*Stored data:*
------

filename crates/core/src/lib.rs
//! FilmCraft domain core.
//!
//! Pure domain logic with no I/O: identifiers, errors, project phases, wizard
//! step predicates, script segmentation, and the shot / scene / chat /
//! collaboration / storage rules shared by the database and API layers.

pub mod chat;
pub mod collaboration;
pub mod error;
pub mod phase;
pub mod planning;
pub mod scenes;
pub mod script;
pub mod shots;
pub mod storage;
pub mod types;
pub mod wizard;
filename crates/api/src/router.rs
//! Application router: route tree plus the HTTP middleware the server and
//! the integration tests share.

use std::time::Duration;

use axum::extract::DefaultBodyLimit;
use axum::http::header::{AUTHORIZATION, CONTENT_TYPE};
use axum::http::{HeaderName, Method, StatusCode};
use axum::Router;
use tower_http::catch_panic::CatchPanicLayer;
use tower_http::cors::CorsLayer;
use tower_http::request_id::{MakeRequestUuid, PropagateRequestIdLayer, SetRequestIdLayer};
use tower_http::timeout::TimeoutLayer;
use tower_http::trace::{DefaultMakeSpan, DefaultOnResponse, TraceLayer};
use tracing::Level;

use crate::config::ServerConfig;
use crate::routes;
use crate::state::AppState;

/// Slack on top of the image limit for multipart framing and text fields.
const MULTIPART_OVERHEAD_BYTES: u64 = 64 * 1024;

const REQUEST_ID_HEADER: &str = "x-request-id";

/// Build the router served by `main.rs` and exercised by `tests/common`.
///
/// `/health` and the public shot image URLs live at the root so stored
/// `image_url` values stay short; everything else is under `/api/v1`.
/// Requests pass CORS first, get a request id, are traced, then hit the
/// timeout, the panic guard and the upload size cap.
pub fn build_app_router(state: AppState, config: &ServerConfig) -> Router {
    let request_id = HeaderName::from_static(REQUEST_ID_HEADER);
    let upload_limit = (config.max_upload_bytes + MULTIPART_OVERHEAD_BYTES) as usize;

    Router::new()
        .merge(routes::health::router())
        .merge(routes::storage::router())
        .nest("/api/v1", routes::api_routes())
        .layer(DefaultBodyLimit::max(upload_limit))
        .layer(CatchPanicLayer::new())
        .layer(TimeoutLayer::with_status_code(
            StatusCode::REQUEST_TIMEOUT,
            Duration::from_secs(config.request_timeout_secs),
        ))
        .layer(PropagateRequestIdLayer::new(request_id.clone()))
        .layer(
            TraceLayer::new_for_http()
                .make_span_with(DefaultMakeSpan::new().level(Level::INFO))
                .on_response(DefaultOnResponse::new().level(Level::INFO)),
        )
        .layer(SetRequestIdLayer::new(request_id, MakeRequestUuid))
        .layer(cors_layer(config))
        .with_state(state)
}

/// CORS for the browser client. Only the verbs the API routes use are
/// allowed; origins come from `CORS_ORIGINS`.
///
/// Panics at startup if an origin does not parse.
fn cors_layer(config: &ServerConfig) -> CorsLayer {
    let origins: Vec<_> = config
        .cors_origins
        .iter()
        .map(|origin| {
            origin
                .parse()
                .unwrap_or_else(|e| panic!("Invalid CORS origin '{origin}': {e}"))
        })
        .collect();

    CorsLayer::new()
        .allow_origin(origins)
        .allow_methods([Method::GET, Method::POST, Method::PUT, Method::DELETE])
        .allow_headers([CONTENT_TYPE, AUTHORIZATION])
        .expose_headers([HeaderName::from_static(REQUEST_ID_HEADER)])
        .allow_credentials(true)
        .max_age(Duration::from_secs(3600))
}
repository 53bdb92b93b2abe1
//! Route definitions for individual collaborators.

use axum::routing::delete;
use axum::Router;

use crate::handlers::collaborator;
use crate::state::AppState;

/// Routes mounted at `/collaborators`.
///
/// ```text
/// DELETE /{id}    -> remove (admin permission)
/// ```
pub fn router() -> Router<AppState> {
    Router::new().route("/{id}", delete(collaborator::remove))
}
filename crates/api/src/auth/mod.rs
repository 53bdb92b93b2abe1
//! Authentication primitives.
//!
//! - [`password`] -- Argon2id password hashing and verification.
//! - [`jwt`] -- JWT access-token generation, validation, and refresh-token helpers.

pub mod jwt;
pub mod password;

------

Show all lines from the records above where the word "TraceLayer" occurs.

use tower_http::trace::{DefaultMakeSpan, DefaultOnResponse, TraceLayer};
            TraceLayer::new_for_http()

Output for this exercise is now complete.